Metadata-Version: 2.1
Name: autosom
Version: 1.1.2
Summary: Annotates the Sites of Metabolism (SOMs) of substrate-metabolite pairs.
Author-email: Roxane Jacob <roxane.axel.jacob@univie.ac.at>
License: MIT License
License-File: LICENSE
Requires-Python: >=3.11
Requires-Dist: chembl-structure-pipeline>=1.2.2
Requires-Dist: networkx>=3.3
Requires-Dist: numpy>=2.0.0
Requires-Dist: pandas>=2.2.3
Requires-Dist: rdkit>=2024.3.1
Requires-Dist: tqdm>=4.1.0
Provides-Extra: dev
Requires-Dist: black; extra == 'dev'
Requires-Dist: flake8; extra == 'dev'
Requires-Dist: isort; extra == 'dev'
Requires-Dist: mypy; extra == 'dev'
Requires-Dist: pydocstyle; extra == 'dev'
Requires-Dist: pytest; extra == 'dev'
Provides-Extra: vis
Requires-Dist: ipykernel; extra == 'vis'
Requires-Dist: ipywidgets; extra == 'vis'
Description-Content-Type: text/markdown

**AutoSOM**: A pipeline to automatically annotate the Sites of Metabolism (SOMs) of substrate-metabolite pairs.

### Installation

1. Create a conda environment with the required python version:

```sh
conda create --name autosom-env python=3.11
```

2. Activate the environment:

```sh
conda activate autosom-env
```

3. Install package:

```sh
pip install autosom
```


### Usage

To annotate data, please run:

```sh
python scripts/run.py -i INPUT_PATH -o OUTPUT_PATH -t[OPTIONAL] -e[OPTIONAL]
```

The `INPUT_PATH` is the path to your input data. The file format must be .csv. It should contain a "substrate_smiles" and a "metabolite_smiles" column containing the SMILES string of the substrate and metabolite, respectively, and a "substrate_id" column and "metabolite_id" column containing numerical identifiers of the substrate and metabolite, respectively. Any number and naming of additional column(s) is allowed. The ordering of columns is not important.

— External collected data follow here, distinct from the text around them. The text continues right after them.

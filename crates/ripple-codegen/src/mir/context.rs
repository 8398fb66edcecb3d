//! The MIR context: registries that outlive both the FIR and the MIR.
//!
//! Element types, the ordered function registry, global variables, and the
//! backend configuration live here. Backend configuration addresses program
//! points by statement label, which is why every MIR statement carries one.

use rustc_hash::{FxHashMap, FxHashSet};

use super::{MirExpr, MirFunction, MirType, MirVar};

/// A declared element type and its fields.
#[derive(Debug, Clone, PartialEq)]
pub struct ElementTypeDef {
    pub name: String,
    pub fields: Vec<MirVar>,
}

/// A global (top-level `const` or `extern`) variable.
#[derive(Debug, Clone, PartialEq)]
pub struct GlobalVar {
    pub name: String,
    pub ty: MirType,
    pub init: Option<MirExpr>,
    pub is_const: bool,
}

/// How an edgeset apply at a labeled program point should traverse.
#[derive(Debug, Clone, Copy, PartialEq, Eq)]
pub enum DirectionChoice {
    Push,
    Pull,
    /// Emit both and pick at runtime on frontier size.
    Hybrid { threshold: i64 },
}

/// Backend configuration consumed by the direction pass and the code
/// generators.
#[derive(Debug, Clone)]
pub struct BackendConfig {
    /// Identifier prefix for generated symbols.
    pub module_name: String,
    /// Traversal choice per statement label.
    pub directions: FxHashMap<String, DirectionChoice>,
    /// Labels of `while` loops to compile as single fused kernels.
    pub fused_kernels: FxHashSet<String>,
}

impl Default for BackendConfig {
    fn default() -> Self {
        Self {
            module_name: "ripple".to_string(),
            directions: FxHashMap::default(),
            fused_kernels: FxHashSet::default(),
        }
    }
}

/// Registry for element types, functions, globals, and configuration.
#[derive(Debug)]
pub struct MirContext {
    pub element_types: Vec<ElementTypeDef>,
    pub functions: Vec<MirFunction>,
    function_index: FxHashMap<String, usize>,
    pub globals: Vec<GlobalVar>,
    pub config: BackendConfig,
}

impl MirContext {
    pub fn new(config: BackendConfig) -> Self {
        Self {
            element_types: Vec::new(),
            functions: Vec::new(),
            function_index: FxHashMap::default(),
            globals: Vec::new(),
            config,
        }
    }

    pub fn add_element_type(&mut self, def: ElementTypeDef) {
        self.element_types.push(def);
    }

    pub fn element_type(&self, name: &str) -> Option<&ElementTypeDef> {
        self.element_types.iter().find(|e| e.name == name)
    }

    pub fn add_function(&mut self, func: MirFunction) {
        self.function_index
            .insert(func.name.clone(), self.functions.len());
        self.functions.push(func);
    }

    pub fn function(&self, name: &str) -> Option<&MirFunction> {
        self.function_index.get(name).map(|&i| &self.functions[i])
    }

    pub fn add_global(&mut self, global: GlobalVar) {
        self.globals.push(global);
    }

    pub fn global(&self, name: &str) -> Option<&GlobalVar> {
        self.globals.iter().find(|g| g.name == name)
    }

    /// Whether `name` is a global property array (device resident).
    pub fn is_property_array(&self, name: &str) -> bool {
        self.global(name)
            .map(|g| g.ty.is_property_array())
            .unwrap_or(false)
    }

    /// The scalar type stored in a property array, when known.
    pub fn property_scalar(&self, name: &str) -> Option<&MirType> {
        match &self.global(name)?.ty {
            MirType::Vector { scalar, .. } => Some(scalar),
            _ => None,
        }
    }
}

#[cfg(test)]
mod tests {
    use super::*;
    use crate::mir::ScalarKind;

    #[test]
    fn function_registry_preserves_order_and_lookup() {
        let mut ctx = MirContext::new(BackendConfig::default());
        ctx.add_function(MirFunction {
            name: "a".into(),
            params: vec![],
            results: vec![],
            body: Some(vec![]),
            exported: false,
        });
        ctx.add_function(MirFunction {
            name: "b".into(),
            params: vec![],
            results: vec![],
            body: None,
            exported: true,
        });
        assert_eq!(ctx.functions[0].name, "a");
        assert!(ctx.function("b").is_some());
        assert!(ctx.function("c").is_none());
    }

    #[test]
    fn property_array_lookup() {
        let mut ctx = MirContext::new(BackendConfig::default());
        ctx.add_global(GlobalVar {
            name: "rank".into(),
            ty: MirType::Vector {
                element: Some("Vertex".into()),
                scalar: Box::new(MirType::Scalar(ScalarKind::Float)),
                size: None,
            },
            init: None,
            is_const: true,
        });
        ctx.add_global(GlobalVar {
            name: "n".into(),
            ty: MirType::Scalar(ScalarKind::Int),
            init: None,
            is_const: true,
        });
        assert!(ctx.is_property_array("rank"));
        assert!(!ctx.is_property_array("n"));
        assert_eq!(
            ctx.property_scalar("rank"),
            Some(&MirType::Scalar(ScalarKind::Float))
        );
    }
}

The `OUTPUT_PATH` is the path where the output (annotated) data as well as the log file will be written.

The `-t` flag is optional and controls the number of seconds allowed for the annotator to complete. Default is 20 seconds.

The `-e` flag controls is optional and controls the strategy for annotating ester hydrolyses. Per default, AutoSOM annotates ester hydrolyses with the same logic as dealkylation reactions (on the alkyl C-atom). If the -e argument is set, the annotation is on the carbonyl C-atom, which is consistent with the MetaQSAR data set.


### Visualization

You can use the `visualize_results` Jupyter Notebook to visualize your results. For this, you'll first need to install the `ipykernel` and `ipywidgets` packages with pip.